ガラスの靴は、返品不可!? 【前編】

「はいはい、それで、どうなったんだよ?」
坂田が促すと。

「それが!」
怒り心頭で、ラムちゃんはもう一度こぶしを振るう。

「親切心で、『誰に会いたいの』って聞いてあげたんですよ。繰り返しますけど、親切心で!! なのにそいつ、イキナリ走り出して、すれ違いざまにぶつかってあたしが転んで、箱の中身ぶちまけたのに、そのまま逃げていったんですよ!! 信じられなくないですかっ!?」


「いきなり声かけられて、びっくりしたんじゃないか?」

のんびりと丸山主任が言えば、「まぁそうでしょうね」と坂田もすでに興味を失ったようにパソコンへ向かう。

「ひっどぉい。あたしが悪いんですかぁ?」

ラムちゃんだけがむっと口をとがらせて――こっちを見た。


「飛鳥さん? やだ、どうしたんですか? 顔、真っ青ですよ!?」


「……え?」

「おい真杉、ほんとだぞ。
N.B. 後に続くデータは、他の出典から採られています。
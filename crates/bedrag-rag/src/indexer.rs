//! Document indexing: embed documents and store them

use serde::{Deserialize, Serialize};
use std::sync::Arc;
use tracing::{info, warn};

use bedrag_core::{Document, Embedder, Error, Result, VectorStore};

/// Result of an indexing operation
#[derive(Debug, Clone, Default, PartialEq, Serialize, Deserialize)]
pub struct IndexingResult {
    pub documents_indexed: usize,
    pub documents_failed: usize,
    pub errors: Vec<String>,
}

impl IndexingResult {
    pub fn is_complete(&self) -> bool {
        self.documents_failed == 0
    }

    fn merge(&mut self, other: IndexingResult) {
        self.documents_indexed += other.documents_indexed;
        self.documents_failed += other.documents_failed;
        self.errors.extend(other.errors);
    }
}

/// Embeds documents with an [`Embedder`] and upserts them into a [`VectorStore`]
#[derive(Clone)]
pub struct DocumentIndexer {
    embedder: Arc<dyn Embedder>,
    store: Arc<dyn VectorStore>,
}

impl DocumentIndexer {
    pub fn new(embedder: Arc<dyn Embedder>, store: Arc<dyn VectorStore>) -> Self {
        Self { embedder, store }
    }

    async fn try_index(&self, document: Document) -> Result<()> {
        if document.text.trim().is_empty() {
            return Err(Error::InvalidInput(format!(
                "Document {} has no text",
                document.id
            )));
        }
        let vector = self.embedder.embed(&document.text).await?;
        self.store.upsert(document, vector).await
    }

    /// Index a single document
    pub async fn index_document(&self, document: Document) -> IndexingResult {
        let id = document.id.clone();
        match self.try_index(document).await {
            Ok(()) => IndexingResult {
                documents_indexed: 1,
                ..Default::default()
            },
            Err(e) => {
                warn!(id = %id, error = %e, "failed to index document");
                IndexingResult {
                    documents_failed: 1,
                    errors: vec![format!("{}: {}", id, e)],
                    ..Default::default()
                }
            }
        }
    }

    /// Index documents in order; a failure does not stop the remaining ones
    pub async fn index_documents(&self, documents: Vec<Document>) -> IndexingResult {
        let mut result = IndexingResult::default();
        for document in documents {
            result.merge(self.index_document(document).await);
        }

        info!(
            indexed = result.documents_indexed,
            failed = result.documents_failed,
            embedding_model = self.embedder.model_id(),
            "indexing finished"
        );
        result
    }
}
お前、ちょっと座れ! 貧血か?」

坂田も丸山主任も、お化けでも見るみたいに、私を凝視してる。
やだな。何言ってんの。
全然平気なのに。眩暈も何もないよ?

「大げさだなぁ。ちょっと、疲れがたまってるだけだから。じゃああの、外回り、行ってきます」

「真杉っ!」
「飛鳥さんっ!」

叫び声を後ろに聞きながら、足早にフロアを抜け――……エレベーターに飛び込んだ。